Part of our Insiders series, this is your window into the worlds of the coolest people in Safara’s network. These are the contacts we’d hit up for travel inspiration, whether it’s a hotel recommendation, a new track for our in-transit playlist, the best mini-products to pack, or just to daydream about where we’d open a boutique island hotel (this changes with each Insider guide we read – we’re easily and happily influenced).
Read on for travel inspiration from Louis A.W. Sheridan.
Name three of your favorite hotels?
Sujan Jawai, Rajasthan, India. A tented camp in the wilds of Rajasthan, where leopards roam freely.
Le Bristol, Paris, France. If/when I’m made king, I imagine this is how I’d live 24/7.
Awasi, Torres del Paine, Chile. Horses, solitude, horses, world-beating food, horses, mountains. Patagonia is hard to beat.
What hotel room design element can you not live without?
Enough sockets to charge a battalion of camera equipment, and windows that can actually be opened.
What are your favorite “offices” while traveling?
Anywhere with 4G – often far more reliable than wifi. I also love working out of hotel libraries/lounges – they’re criminally underused by guests and are often as well designed as the rooms/restaurants/lobby etc.
Where would you go for a digital detox or just generally to get off the grid?

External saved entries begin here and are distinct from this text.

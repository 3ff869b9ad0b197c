//! Approval records and decision codec.

use std::fmt;
use std::str::FromStr;

use chrono::{DateTime, Utc};

use crate::session::SessionId;

/// Identifier of a pending approval, assigned by the daemon.
#[derive(Debug, Clone, PartialEq, Eq, Hash)]
pub struct ApprovalId(String);

impl ApprovalId {
    /// Mint a fresh id.
    #[must_use]
    pub fn generate() -> Self {
        Self(uuid::Uuid::new_v4().to_string())
    }

    /// Wrap an id restored from the store or a callback payload.
    pub fn new(id: impl Into<String>) -> Self {
        Self(id.into())
    }

    /// The raw id string.
    #[must_use]
    pub fn as_str(&self) -> &str {
        &self.0
    }
}

impl fmt::Display for ApprovalId {
    fn fmt(&self, f: &mut fmt::Formatter<'_>) -> fmt::Result {
        f.write_str(&self.0)
    }
}

/// Lifecycle of an approval. Exactly one terminal transition happens
/// from `Pending`.
#[derive(Debug, Clone, Copy, PartialEq, Eq)]
pub enum ApprovalStatus {
    /// Waiting for a button press.
    Pending,
    /// The user approved.
    Approved,
    /// The user rejected (including via abort).
    Rejected,
    /// The deadline passed before any button press.
    Expired,
}

impl ApprovalStatus {
    /// Stable text form used in the store.
    #[must_use]
    pub fn as_str(self) -> &'static str {
        match self {
            Self::Pending => "pending",
            Self::Approved => "approved",
            Self::Rejected => "rejected",
            Self::Expired => "expired",
        }
    }
}

impl fmt::Display for ApprovalStatus {
    fn fmt(&self, f: &mut fmt::Formatter<'_>) -> fmt::Result {
        f.write_str(self.as_str())
    }
}

/// Error for an unrecognised status string in the store.
#[derive(Debug, thiserror::Error)]
#[error("unknown approval status: {0}")]
pub struct ApprovalStatusParseError(String);

impl FromStr for ApprovalStatus {
    type Err = ApprovalStatusParseError;

    fn from_str(s: &str) -> Result<Self, Self::Err> {
        match s {
            "pending" => Ok(Self::Pending),
            "approved" => Ok(Self::Approved),
            "rejected" => Ok(Self::Rejected),
            "expired" => Ok(Self::Expired),
            other => Err(ApprovalStatusParseError(other.to_string())),
        }
    }
}

/// A button the user can press on an approval message.
#[derive(Debug, Clone, Copy, PartialEq, Eq)]
pub enum ApprovalDecision {
    /// Let the tool call proceed.
    Approve,
    /// Deny the tool call.
    Reject,
    /// Deny and abort the whole session.
    Abort,
}

impl ApprovalDecision {
    /// Button label shown in chat.
    #[must_use]
    pub fn label(self) -> &'static str {
        match self {
            Self::Approve => "✅ Approve",
            Self::Reject => "❌ Reject",
            Self::Abort => "🛑 Abort session",
        }
    }

    /// One-character code used in callback data.
    #[must_use]
    pub fn code(self) -> &'static str {
        match self {
            Self::Approve => "a",
            Self::Reject => "r",
            Self::Abort => "x",
        }
    }

    fn from_code(code: &str) -> Option<Self> {
        match code {
            "a" => Some(Self::Approve),
            "r" => Some(Self::Reject),
            "x" => Some(Self::Abort),
            _ => None,
        }
    }

    /// Whether this decision counts as approval for the waiting hook.
    #[must_use]
    pub fn is_approved(self) -> bool {
        matches!(self, Self::Approve)
    }
}

/// The persisted approval record.
#[derive(Debug, Clone, PartialEq)]
pub struct ApprovalRecord {
    /// Daemon-assigned id; carried in callback data.
    pub id: ApprovalId,
    /// The session whose hook is waiting on this approval.
    pub session_id: SessionId,
    /// Verbatim prompt shown to the user.
    pub prompt: String,
    /// When the request arrived.
    pub created_at: DateTime<Utc>,
    /// Deadline after which the reaper marks the row expired.
    pub expires_at: DateTime<Utc>,
    /// Lifecycle state.
    pub status: ApprovalStatus,
    /// Chat message carrying the buttons, once sent.
    pub message_id: Option<i64>,
}

impl ApprovalRecord {
    /// Whether the deadline has passed.
    #[must_use]
    pub fn is_past_deadline(&self, now: DateTime<Utc>) -> bool {
        now >= self.expires_at
    }
}

// Used by `CallbackData` in the sibling module.
pub(crate) fn decision_from_code(code: &str) -> Option<ApprovalDecision> {
    ApprovalDecision::from_code(code)
}
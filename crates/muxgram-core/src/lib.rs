//! muxgram core: foundation types for the bridge daemon.
//!
//! This crate provides:
//! - The typed event taxonomy and NDJSON wire parsing
//! - Session and approval records shared by the store and the router
//! - Pane-target addressing for the terminal multiplexer
//! - Classification of inbound chat text into injection commands

#![deny(unsafe_code)]
#![warn(missing_docs)]
#![deny(clippy::all)]
#![warn(unreachable_pub)]
#![deny(clippy::unwrap_used)]
#![cfg_attr(test, allow(clippy::unwrap_used))]

pub mod approval;
pub mod callback;
pub mod command;
pub mod event;
pub mod prelude;
pub mod session;
pub mod target;

pub use approval::{ApprovalDecision, ApprovalId, ApprovalRecord, ApprovalStatus};
pub use callback::CallbackData;
pub use command::{classify, ChatCommand};
pub use event::{
    BridgeEvent, CompactTrigger, Envelope, EventMeta, EventParseError, InputSource, OutboundEvent,
};
pub use session::{SessionId, SessionRecord, SessionStatus};
pub use target::{PaneTarget, TargetParseError};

Yorkshire is my reset button. Though Harbour Island has marginally better weather.
You travel a lot for work, was this something you were seeking in a career? And how do you make it as relaxing and fun as possible?
Travel was never the aim, though my work has always been about storytelling and I’ve found that the best stories present themselves if you keep moving. I can roll out cliches all day on the subject, but I genuinely believe that spending time with new people and places is one of the best ways to understand yourself and your place in the world.
As for making it fun/relaxing – I’m lucky enough to travel with my partner (a travel editor herself), which makes a huge difference. It’s a constant to and fro of ensuring we’re both present, while also recording anything and everything.
What are your favorite travel hacks?
If you’re traveling long-haul as a couple and the flight’s quiet, book the window and aisle seat and leave the middle free. Only a psychopath would choose the middle seat, so you’ll either get the extra space or at the very least, a close-up anthropological study.
Anxiety and burn out are big topics these days. How do you combat them, and how do you use travel to do so?
I have a first-world problem, in that this can happen in reverse for me if we’re on the road too much. Spending a good amount of time in one place can feel like a luxury and if things get really intense then the antidote is always screen-free downtime. That being said, living in London, anywhere with sun helps.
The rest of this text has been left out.